◆ EXERCISE INSTRUCTIONS
Below are the records. Count the lines containing the string "bool", and reply with the number alone.
======== ENTRIES SHOWN
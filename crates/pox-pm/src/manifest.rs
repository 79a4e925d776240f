//! Parses a Composer-style `composer.json` manifest into a solver `Request`.
//!
//! Unknown top-level keys are preserved opaquely in `extra` rather than
//! interpreted, the way `serde_json`'s `preserve_order` map round-trips a
//! file Composer itself would read without complaint.

use indexmap::IndexMap;
use serde::{Deserialize, Serialize};
use serde_json::Value;

use crate::error::{ComposerError, Result};
use crate::package::{parse_inline_alias, Package, Stability};
use crate::solver::Request;

/// The root `composer.json` document.
///
/// Only the fields the solver cares about are typed; everything else
/// (`autoload`, `scripts`, `extra`, …) lands in `extra` untouched since
/// generating autoloaders and running scripts are Installer-shell concerns.
#[derive(Debug, Clone, Default, Serialize, Deserialize)]
pub struct Manifest {
    #[serde(skip_serializing_if = "Option::is_none")]
    pub name: Option<String>,
    #[serde(skip_serializing_if = "Option::is_none")]
    pub description: Option<String>,
    #[serde(skip_serializing_if = "Option::is_none")]
    pub version: Option<String>,
    #[serde(rename = "type", default = "default_package_type")]
    pub package_type: String,

    #[serde(default)]
    pub require: IndexMap<String, String>,
    #[serde(rename = "require-dev", default)]
    pub require_dev: IndexMap<String, String>,
    #[serde(default)]
    pub conflict: IndexMap<String, String>,
    #[serde(default)]
    pub replace: IndexMap<String, String>,
    #[serde(default)]
    pub provide: IndexMap<String, String>,

    #[serde(rename = "minimum-stability", skip_serializing_if = "Option::is_none")]
    pub minimum_stability: Option<String>,
    #[serde(rename = "prefer-stable", default)]
    pub prefer_stable: bool,

    /// Everything this struct doesn't name explicitly, preserved verbatim.
    #[serde(flatten)]
    pub extra: IndexMap<String, Value>,
}

fn default_package_type() -> String {
    "library".to_string()
}

impl Manifest {
    pub fn from_str(content: &str) -> Result<Self> {
        serde_json::from_str(content).map_err(|e| ComposerError::ManifestParse(e.to_string()))
    }

    pub fn to_pretty_string(&self) -> Result<String> {
        serde_json::to_string_pretty(self).map_err(|e| ComposerError::ManifestParse(e.to_string()))
    }

    /// Parses `minimum-stability` into the typed enum, defaulting to stable
    /// the way Composer does when the key is absent or unrecognized.
    pub fn minimum_stability(&self) -> Stability {
        match self.minimum_stability.as_deref().map(str::to_lowercase).as_deref() {
            Some("dev") => Stability::Dev,
            Some("alpha") => Stability::Alpha,
            Some("beta") => Stability::Beta,
            Some("rc") => Stability::Rc,
            _ => Stability::Stable,
        }
    }

    /// The root package's own conflict/replace/provide, modeled as a
    /// synthetic `Package` so the rule generator can treat root-level
    /// constraints the same way it treats any other package's.
    pub fn root_package(&self) -> Package {
        let name = self.name.clone().unwrap_or_else(|| "__root__/__root__".to_string());
        let version = self.version.clone().unwrap_or_else(|| "dev-main".to_string());
        let mut pkg = Package::new(name, version);
        pkg.package_type = Some(self.package_type.clone());
        pkg.description = self.description.clone();
        pkg.require = self.require.clone();
        pkg.require_dev = self.require_dev.clone();
        pkg.conflict = self.conflict.clone();
        pkg.replace = self.replace.clone();
        pkg.provide = self.provide.clone();
        pkg
    }

    /// Builds a `Request` from this manifest's `require`/`require-dev`
    /// sections, applying `minimum-stability`/`prefer-stable` to the jobs'
    /// implied policy.
    pub fn to_request(&self) -> Request {
        let mut request = Request::new();
        request.prefer_stable(self.prefer_stable);

        for (name, constraint) in &self.require {
            request.require(name.clone(), resolve_constraint(constraint));
        }
        for (name, constraint) in &self.require_dev {
            request.require_dev(name.clone(), resolve_constraint(constraint));
        }

        request
    }
}

/// Strips a `"dev-main as 1.0.0"`-style inline alias down to the constraint
/// the solver actually needs to satisfy (`"dev-main"`); the declaring side's
/// job is only to pin the branch it wants, not to teach the pool a new
/// version for it. A plain constraint passes through untouched.
fn resolve_constraint(constraint: &str) -> String {
    match parse_inline_alias(constraint) {
        Some((actual, _alias)) => actual,
        None => constraint.to_string(),
    }
}

/// Checks a package name is in the `vendor/package` form Composer requires:
/// lowercase, exactly one `/`, and restricted to `[a-z0-9-_.]` per segment.
pub fn is_valid_package_name(name: &str) -> bool {
    let parts: Vec<&str> = name.split('/').collect();
    if parts.len() != 2 {
        return false;
    }
    let is_valid_part = |s: &str| {
        !s.is_empty()
            && s.chars().all(|c| c.is_ascii_lowercase() || c.is_ascii_digit() || matches!(c, '-' | '_' | '.'))
    };
    is_valid_part(parts[0]) && is_valid_part(parts[1])
}

#[cfg(test)]
mod tests {
    use super::*;

    #[test]
    fn parses_minimal_manifest() {
        let json = r#"{
            "name": "vendor/package",
            "require": { "php": ">=8.0" }
        }"#;
        let manifest = Manifest::from_str(json).unwrap();
        assert_eq!(manifest.name.as_deref(), Some("vendor/package"));
        assert_eq!(manifest.require.get("php"), Some(&">=8.0".to_string()));
    }

    #[test]
    fn preserves_unknown_keys_in_extra() {
        let json = r#"{
            "name": "vendor/package",
            "autoload": { "psr-4": { "Vendor\\Package\\": "src/" } }
        }"#;
        let manifest = Manifest::from_str(json).unwrap();
        assert!(manifest.extra.contains_key("autoload"));
    }

    #[test]
    fn to_request_carries_require_and_require_dev() {
        let json = r#"{
            "name": "vendor/package",
            "require": { "vendor/other": "^1.0" },
            "require-dev": { "phpunit/phpunit": "^10.0" },
            "prefer-stable": true
        }"#;
        let manifest = Manifest::from_str(json).unwrap();
        let request = manifest.to_request();
        assert!(request.prefer_stable);
        assert_eq!(request.all_requires().count(), 2);

        let mut request = request;
        request.with_dev(false);
        assert_eq!(request.all_requires().count(), 1);
    }

    #[test]
    fn to_request_strips_inline_alias_syntax_from_a_constraint() {
        let json = r#"{
            "name": "vendor/package",
            "require": { "vendor/branch": "dev-main as 1.0.0" }
        }"#;
        let manifest = Manifest::from_str(json).unwrap();
        let request = manifest.to_request();
        let (_, constraint) = request.all_requires().find(|(n, _)| *n == "vendor/branch").unwrap();
        assert_eq!(constraint, "dev-main");
    }

    #[test]
    fn minimum_stability_defaults_to_stable() {
        let manifest = Manifest::from_str(r#"{"name": "vendor/package"}"#).unwrap();
        assert_eq!(manifest.minimum_stability(), Stability::Stable);

        let manifest = Manifest::from_str(r#"{"name": "v/p", "minimum-stability": "beta"}"#).unwrap();
        assert_eq!(manifest.minimum_stability(), Stability::Beta);
    }

    #[test]
    fn root_package_carries_conflict_and_replace() {
        let json = r#"{
            "name": "vendor/package",
            "conflict": { "vendor/bad": "*" },
            "replace": { "vendor/old": "self.version" }
        }"#;
        let manifest = Manifest::from_str(json).unwrap();
        let root = manifest.root_package();
        assert_eq!(root.conflict.get("vendor/bad"), Some(&"*".to_string()));
        assert_eq!(root.replace.get("vendor/old"), Some(&"self.version".to_string()));
    }

    #[test]
    fn package_name_validation() {
        assert!(is_valid_package_name("vendor/package"));
        assert!(is_valid_package_name("my-vendor/my-package"));
        assert!(!is_valid_package_name("InvalidName"));
        assert!(!is_valid_package_name("Vendor/Package"));
        assert!(!is_valid_package_name("vendor/"));
    }

    #[test]
    fn rejects_malformed_json() {
        let err = Manifest::from_str("{not json").unwrap_err();
        assert!(matches!(err, ComposerError::ManifestParse(_)));
    }
}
================
◆ SOLUTION BELOW
2